After the unveiling, she said, Jobs came down and sat on a table close to her. She froze, then fanned out the magazines -- Time, Businessweek, Fortune, Newsweek -- in front of him and asked if he would sign one. "I don't do autographs," he told her. Williams said she locked eyes with him and asked him to "write something from your heart then," at which point he smiled and his persona completely flipped. Jobs hesitated, then pulled the Newsweek, writing "I love manufacturing." He hesitated again. He underlined "love." He looked at Williams, then he signed it.
"It was like time stood still," Williams said.
She'd kept the magazine in a safe deposit box at the bank all this time before sending it off to RR Auction.
"Never in my wildest dreams did I ever image that I would let it go. But it needs to be let go," she said. "I hope that it's going to be an organization or an institution that puts it on display for others to be able to see."
In fact, she said, she hopes it ends up somewhere like Apple's lobby. But she's not willing to just give it up for free.
"It needs to be honored [through the purchase]," she said. Plus, she quipped, "Nothing's free -- especially what they charge."
Livingston, of RR Auction, said three in-house specialists made an initial assessment of the autograph before sending it off to third-party authenticators PSA/DNA, Beckett Authentication Services and JSA.
Steve Grad, of "Pawn Stars" fame, served as the authenticator from Beckett.
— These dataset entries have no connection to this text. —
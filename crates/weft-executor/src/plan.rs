use chrono::{DateTime, Utc};
use serde::{Deserialize, Serialize};
use serde_json::{Map, Value};

pub const DEFAULT_MAX_RETRIES: u32 = 3;
pub const DEFAULT_TIMEOUT_MS: u64 = 30_000;

/// Caller-supplied specification for one node.
///
/// Optional fields are filled with defaults at plan-build time. An omitted
/// `id` gets a generated one; ids must be unique within a plan.
#[derive(Debug, Clone, Default, Serialize, Deserialize)]
pub struct NodeSpec {
    pub tool: String,
    #[serde(default)]
    pub input: Map<String, Value>,
    #[serde(default)]
    pub id: Option<String>,
    #[serde(default)]
    pub input_from: Vec<String>,
    #[serde(default)]
    pub max_retries: Option<u32>,
    #[serde(default)]
    pub timeout_ms: Option<u64>,
}

impl NodeSpec {
    pub fn new(tool: impl Into<String>) -> Self {
        Self {
            tool: tool.into(),
            ..Default::default()
        }
    }

    pub fn with_id(mut self, id: impl Into<String>) -> Self {
        self.id = Some(id.into());
        self
    }

    /// Set the static input map.
    pub fn with_input(mut self, input: Map<String, Value>) -> Self {
        self.input = input;
        self
    }

    /// Add one static input field.
    pub fn with_field(mut self, key: impl Into<String>, value: Value) -> Self {
        self.input.insert(key.into(), value);
        self
    }

    /// Declare predecessor nodes whose outputs feed this node's input.
    pub fn with_input_from(mut self, ids: Vec<String>) -> Self {
        self.input_from = ids;
        self
    }

    pub fn with_max_retries(mut self, max_retries: u32) -> Self {
        self.max_retries = Some(max_retries);
        self
    }

    pub fn with_timeout_ms(mut self, timeout_ms: u64) -> Self {
        self.timeout_ms = Some(timeout_ms);
        self
    }
}

/// One step in a plan: a named tool call with optional dependencies on
/// prior nodes' outputs.
#[derive(Debug, Clone, Serialize, Deserialize)]
pub struct Node {
    pub id: String,
    pub tool: String,
    #[serde(default)]
    pub input: Map<String, Value>,
    #[serde(default)]
    pub input_from: Vec<String>,
    /// The only field mutated during a run.
    #[serde(default)]
    pub retry_count: u32,
    #[serde(default = "default_max_retries")]
    pub max_retries: u32,
    #[serde(default = "default_timeout_ms")]
    pub timeout_ms: u64,
}

fn default_max_retries() -> u32 {
    DEFAULT_MAX_RETRIES
}

fn default_timeout_ms() -> u64 {
    DEFAULT_TIMEOUT_MS
}

/// Metadata captured at plan-build time.
#[derive(Debug, Clone, Serialize, Deserialize)]
pub struct PlanMetadata {
    pub goal: String,
    #[serde(skip_serializing_if = "Option::is_none")]
    pub user_id: Option<String>,
    pub created_at: DateTime<Utc>,
}

/// An ordered, pre-built list of tool-invocation nodes plus metadata.
///
/// Immutable after construction except for node-level `retry_count`
/// bookkeeping during a run. `input_from` references are not validated
/// here; unknown or not-yet-run sources are skipped at resolution time.
#[derive(Debug, Clone, Serialize, Deserialize)]
pub struct Plan {
    pub id: String,
    pub nodes: Vec<Node>,
    pub metadata: PlanMetadata,
}

impl Plan {
    /// Build a plan from node specs, assigning a fresh plan id, generating
    /// missing node ids, and filling defaults.
    pub fn create(goal: impl Into<String>, specs: Vec<NodeSpec>) -> Self {
        let id = format!(
            "plan-{}-{:08x}",
            Utc::now().timestamp_millis(),
            rand::random::<u32>()
        );

        let nodes = specs
            .into_iter()
            .enumerate()
            .map(|(index, spec)| Node {
                id: spec
                    .id
                    .unwrap_or_else(|| format!("node-{}-{:04x}", index, rand::random::<u16>())),
                tool: spec.tool,
                input: spec.input,
                input_from: spec.input_from,
                retry_count: 0,
                max_retries: spec.max_retries.unwrap_or(DEFAULT_MAX_RETRIES),
                timeout_ms: spec.timeout_ms.unwrap_or(DEFAULT_TIMEOUT_MS),
            })
            .collect();

        Self {
            id,
            nodes,
            metadata: PlanMetadata {
                goal: goal.into(),
                user_id: None,
                created_at: Utc::now(),
            },
        }
    }

    pub fn with_user(mut self, user_id: impl Into<String>) -> Self {
        self.metadata.user_id = Some(user_id.into());
        self
    }
}

/// Build a plan from node specs. See [`Plan::create`].
pub fn create_plan(goal: impl Into<String>, specs: Vec<NodeSpec>) -> Plan {
    Plan::create(goal, specs)
}

#[cfg(test)]
mod tests {
    use super::*;
    use serde_json::json;

    #[test]
    fn test_defaults_filled() {
        let plan = create_plan("summarize the page", vec![NodeSpec::new("extract_table")]);

        assert!(plan.id.starts_with("plan-"));
        assert_eq!(plan.nodes.len(), 1);
        let node = &plan.nodes[0];
        assert!(node.id.starts_with("node-0-"));
        assert_eq!(node.retry_count, 0);
        assert_eq!(node.max_retries, DEFAULT_MAX_RETRIES);
        assert_eq!(node.timeout_ms, DEFAULT_TIMEOUT_MS);
        assert_eq!(plan.metadata.goal, "summarize the page");
        assert!(plan.metadata.user_id.is_none());
    }

    #[test]
    fn test_explicit_fields_kept() {
        let spec = NodeSpec::new("search")
            .with_id("a")
            .with_field("query", json!("rust"))
            .with_input_from(vec!["warmup".into()])
            .with_max_retries(1)
            .with_timeout_ms(500);
        let plan = create_plan("find docs", vec![spec]).with_user("u-42");

        let node = &plan.nodes[0];
        assert_eq!(node.id, "a");
        assert_eq!(node.input.get("query"), Some(&json!("rust")));
        assert_eq!(node.input_from, vec!["warmup"]);
        assert_eq!(node.max_retries, 1);
        assert_eq!(node.timeout_ms, 500);
        assert_eq!(plan.metadata.user_id.as_deref(), Some("u-42"));
    }

    #[test]
    fn test_unknown_input_from_not_rejected() {
        // References are resolved lazily at run time; construction accepts
        // anything, including forward and dangling ids.
        let plan = create_plan(
            "best effort",
            vec![NodeSpec::new("t").with_input_from(vec!["nope".into(), "later".into()])],
        );
        assert_eq!(plan.nodes[0].input_from.len(), 2);
    }

    #[test]
    fn test_plan_ids_distinct() {
        let a = create_plan("g", vec![]);
        let b = create_plan("g", vec![]);
        assert_ne!(a.id, b.id);
    }
}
He said the process involved comparing the autograph to authentic examples he's compiled over the years, as well as using a ProScope magnifier on his iPad to examine the ink and pressure. He said finding something signed by Jobs is "like finding teeth on a hen -- really rare."
"He just didn't like signing," Grad said. "That's why he's very tough to authenticate. There's just so little known of him."
In March, RR Auction sold a Jobs-signed poster promoting the 1992 NeXTWorld Expo in San Francisco for $19,600, and four years ago sold a signed contract from 1978 for $40,000.
Williams is optimistic -- she said she hopes the magazine will sell for over $1 million, and she plans to donate 20 percent of the proceeds to combat veterans organizations such as Connected Warriors and TM for Veterans.
She also serves as an example that you don't have to be hungry for the latest iPhone or Apple Watch to be into this kind of stuff.
"I'm not really totally sold on the Apple products, to be honest with you," she said. "I just knew [Jobs] was a genius. He was a master of being able to create."